What is going on?  I know that 17 seconds for the ftp is hardly stellar 
(200+Mbit or so) but for £50 I could live with that.  But for ssh to get 
slower just boggles.  These days, almost anything you do over a network 
ends up using ssh -- specifically I was hoping to make rsyncs faster -- 
but for them to get slower?


I've seen odd ssh network behaviour on other boxen.  A couple old Linux 
servers were 2-3 times slower for ssh than ftp, but I put it down to 
oldness and Linux and general weirdness.  They were on a 100Mbit network.
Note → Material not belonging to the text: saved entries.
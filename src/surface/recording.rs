//! Surface double that records every call, for renderer tests.

use super::Surface;
use eframe::egui::{Color32, Pos2};

#[derive(Debug, Clone, PartialEq)]
pub enum DrawCall {
    Clear,
    LineWidth(f32),
    BeginPath,
    StrokeColor(Color32),
    LineTo(Pos2),
    Stroke,
}

#[derive(Debug, Default)]
pub struct RecordingSurface {
    pub calls: Vec<DrawCall>,
}

impl RecordingSurface {
    pub fn new() -> Self {
        Self::default()
    }

    /// Points passed to `line_to`, grouped per stroked path.
    pub fn stroked_paths(&self) -> Vec<Vec<(Pos2, Color32)>> {
        let mut paths = Vec::new();
        let mut current = Vec::new();
        let mut color = Color32::TRANSPARENT;

        for call in &self.calls {
            match call {
                DrawCall::BeginPath => current.clear(),
                DrawCall::StrokeColor(c) => color = *c,
                DrawCall::LineTo(p) => current.push((*p, color)),
                DrawCall::Stroke => paths.push(std::mem::take(&mut current)),
                DrawCall::Clear | DrawCall::LineWidth(_) => {}
            }
        }

        paths
    }
}

impl Surface for RecordingSurface {
    fn clear(&mut self) {
        self.calls.push(DrawCall::Clear);
    }

    fn set_line_width(&mut self, width: f32) {
        self.calls.push(DrawCall::LineWidth(width));
    }

    fn begin_path(&mut self) {
        self.calls.push(DrawCall::BeginPath);
    }

    fn set_stroke_color(&mut self, color: Color32) {
        self.calls.push(DrawCall::StrokeColor(color));
    }

    fn line_to(&mut self, pos: Pos2) {
        self.calls.push(DrawCall::LineTo(pos));
    }

    fn stroke(&mut self) {
        self.calls.push(DrawCall::Stroke);
    }
}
When I monitor with systat -ifstat I can see ftp keeping up a 
reasonably regular transfer rate, but when I watch the ssh, it yoyos up 
and down wildly, but still never gets above about 80Mbit.  Both machines 
have plenty of idle CPU and the ssh is not compressed.


Does anyone have a clue what might be going on?


So far I have tried:
   HZ=1000 on both machines.  No effect.

   various net.inet.tcp.recvspace and net.inet.tcp.recvspace values on 
both machines.  About 4096 (down from the default of 32768) makes ssh 
work best, but stuffs ftp.  65536 improves ftp a bit but ssh goes up 
to 53 seconds (~64Mbit).


   MTU values of 5-9000.  ~6000 the scp seems to start a bit faster 
(maybe 100Mbit) but soon drops back into the 60s.


Before anyone asks, the driver doesn't seem to support polling.

--Alex, baffled and really quite annoyed.